"A bloodline of debauched maharajas falls prey to AN EVIL CURSE!"
"A beautiful girl uses karate to retrieve A STOLEN IDOL!"
"A patient in an insane asylum uses her supernatural powers...TO KILL!"
Is this how you think of Indian fiction? If you're like most English-speaking readers, probably not—which means you've been missing out on the weird and wonderful world of Tamil-language pulp fiction, where stories have titles like "Hold on a Minute, I'm in the Middle of a Murder" and "The Hidden Hoard in the Cryptic Chamber."
But thanks to the Chennai-based Blaft Publications, this racier side of South Asian pop culture is now starting to cross over. Blaft's first anthology of translated Tamil pulp appeared in 2008, and was such an immediate hit that a follow-up volume is hot off the press—featuring "7 THRILLING tales... from 7 Indian and Singaporean masters of ACTION, SUSPENSE, and HORROR!"
Widely available at newsstands, tea stalls, and train stations across South India, Tamil pulp novels sell literally millions of copies—aided by enjoyably lurid cover art in which supernatural creatures, bloody implements, and the ever-present cleavage all vie for readers' attention.
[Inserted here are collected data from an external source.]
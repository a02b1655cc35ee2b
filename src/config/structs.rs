use serde::{Deserialize, Serialize};

/// 应用配置结构体
#[derive(Debug, Clone, Serialize, Deserialize)]
pub struct AppConfig {
    pub app: AppSettings,
    pub server: ServerConfig,
    pub jwt: JwtConfig,
    pub database: DatabaseConfig,
    pub cors: CorsConfig,
    pub argon2: Argon2Config,
}

/// 应用设置
#[derive(Debug, Clone, Serialize, Deserialize)]
pub struct AppSettings {
    pub system_name: String,
    pub environment: String,
    pub log_level: String,
}

/// 服务器配置
#[derive(Debug, Clone, Serialize, Deserialize)]
pub struct ServerConfig {
    pub host: String,
    pub port: u16,
    pub unix_socket_path: String,
    pub workers: usize,
    pub max_workers: usize,
    pub timeouts: TimeoutConfig,
    pub limits: LimitConfig,
}

/// 超时配置
#[derive(Debug, Clone, Serialize, Deserialize)]
pub struct TimeoutConfig {
    pub client_request: u64,
    pub client_disconnect: u64,
    pub keep_alive: u64,
}

/// 限制配置
#[derive(Debug, Clone, Serialize, Deserialize)]
pub struct LimitConfig {
    pub max_payload_size: usize,
}

/// JWT 配置
#[derive(Debug, Clone, Serialize, Deserialize)]
pub struct JwtConfig {
    #[serde(skip_serializing, default)] // 不序列化到JSON响应中
    pub secret: String,
    pub access_token_expiry: i64,  // 分钟
    pub refresh_token_expiry: i64, // 天
}

/// 数据库配置
#[derive(Debug, Clone, Serialize, Deserialize)]
pub struct DatabaseConfig {
    pub url: String,    // 数据库连接 URL（从 scheme 自动推断类型）
    pub pool_size: u32, // 连接池大小
    pub timeout: u64,   // 连接超时 (秒)
}

/// CORS 配置
#[derive(Debug, Clone, Serialize, Deserialize)]
pub struct CorsConfig {
    pub allowed_origins: Vec<String>,
    pub allowed_methods: Vec<String>,
    pub allowed_headers: Vec<String>,
    pub max_age: usize,
}

/// Argon2 密码哈希参数
#[derive(Debug, Clone, Serialize, Deserialize)]
pub struct Argon2Config {
    pub memory_cost: u32, // KiB
    pub time_cost: u32,
    pub parallelism: u32,
}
The genre may be little known to non-Tamils, but, as Sandip Roy writes on NPR.org, "Indian pulps have been around since the early 20th century. They borrowed freely from American dime novels and British penny dreadfuls. But because this is India, there are also kings, ghosts, and mythological serpents."
Delving further, Outlook India's Mukul Kesavan explains that several decades ago a peculiar dichotomy arose in Indian publishing whereby respectable literary fiction came more and more to be written in English (and thus found an international audience), while genre fiction was produced in indigenous languages, and stayed there... at least until Blaft came along!